Exercise directions
Report back each line of the data that contains the word "keys".

(Collected data entries)
* * * * * * * * *

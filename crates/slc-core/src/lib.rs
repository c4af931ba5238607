//! Core domain model for the Shopee link checker.

use std::fmt;

use chrono::{DateTime, Utc};
use serde::{Deserialize, Serialize};
use uuid::Uuid;

pub const CRATE_NAME: &str = "slc-core";

/// Status marker written for a listing that is still live.
pub const STATUS_LIVE: &str = "x";

/// Status marker written for everything else.
pub const STATUS_BLANK: &str = "";

/// Shop/item pair addressed by a marketplace product URL.
#[derive(Debug, Clone, PartialEq, Eq, Hash, Serialize, Deserialize)]
pub struct ProductIdentifier {
    pub shop_id: String,
    pub item_id: String,
    pub locale: String,
}

impl ProductIdentifier {
    pub fn new(
        shop_id: impl Into<String>,
        item_id: impl Into<String>,
        locale: impl Into<String>,
    ) -> Self {
        Self {
            shop_id: shop_id.into(),
            item_id: item_id.into(),
            locale: locale.into(),
        }
    }

    /// Dedup key. Locale is deliberately not part of it.
    pub fn key(&self) -> String {
        format!("{}-{}", self.shop_id, self.item_id)
    }
}

#[derive(Debug, Clone, Copy, PartialEq, Eq, Serialize, Deserialize)]
pub enum CheckOutcome {
    Exists,
    NotExists,
    Inconclusive,
}

impl CheckOutcome {
    pub fn status_marker(self) -> &'static str {
        match self {
            CheckOutcome::Exists => STATUS_LIVE,
            CheckOutcome::NotExists | CheckOutcome::Inconclusive => STATUS_BLANK,
        }
    }
}

/// One cell of an uploaded sheet.
#[derive(Debug, Clone, PartialEq, Serialize, Deserialize, Default)]
pub enum CellValue {
    Text(String),
    Number(f64),
    Bool(bool),
    #[default]
    Blank,
}

impl CellValue {
    pub fn as_text(&self) -> Option<&str> {
        match self {
            CellValue::Text(s) => Some(s.as_str()),
            _ => None,
        }
    }

    pub fn is_blank(&self) -> bool {
        match self {
            CellValue::Blank => true,
            CellValue::Text(s) => s.trim().is_empty(),
            _ => false,
        }
    }
}

impl fmt::Display for CellValue {
    fn fmt(&self, f: &mut fmt::Formatter<'_>) -> fmt::Result {
        match self {
            CellValue::Text(s) => f.write_str(s),
            CellValue::Number(n) => write!(f, "{n}"),
            CellValue::Bool(b) => write!(f, "{b}"),
            CellValue::Blank => Ok(()),
        }
    }
}

/// Ordered column-key → value mapping for one data row.
#[derive(Debug, Clone, PartialEq, Serialize, Deserialize, Default)]
pub struct RowRecord {
    /// 0-based sheet row the record was read from (row 0 is the header).
    pub sheet_row: u32,
    cells: Vec<(String, CellValue)>,
}

impl RowRecord {
    pub fn with_cells(sheet_row: u32, cells: Vec<(String, CellValue)>) -> Self {
        Self { sheet_row, cells }
    }

    pub fn get(&self, key: &str) -> Option<&CellValue> {
        self.cells.iter().find(|(k, _)| k == key).map(|(_, v)| v)
    }

    /// Overwrites the value under `key`, appending the key if it is new.
    pub fn set(&mut self, key: &str, value: CellValue) {
        match self.cells.iter_mut().find(|(k, _)| k == key) {
            Some((_, slot)) => *slot = value,
            None => self.cells.push((key.to_string(), value)),
        }
    }

    pub fn keys(&self) -> impl Iterator<Item = &str> {
        self.cells.iter().map(|(k, _)| k.as_str())
    }

    pub fn cells(&self) -> &[(String, CellValue)] {
        &self.cells
    }
}

/// Link/status column keys, resolved once per dataset.
#[derive(Debug, Clone, PartialEq, Eq, Serialize, Deserialize)]
pub struct ColumnMapping {
    pub link_column_key: String,
    pub status_column_key: String,
}

#[derive(Debug, Clone, PartialEq, Eq, Serialize, Deserialize)]
pub struct RunSummary {
    pub run_id: Uuid,
    pub started_at: DateTime<Utc>,
    pub finished_at: DateTime<Utc>,
    pub total_rows: usize,
    pub marketplace_links: usize,
    pub live_links: usize,
    pub missing_links: usize,
}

* * * * * * * * *

Result
    pub fn keys(&self) -> impl Iterator<Item = &str> {
/// Link/status column keys, resolved once per dataset.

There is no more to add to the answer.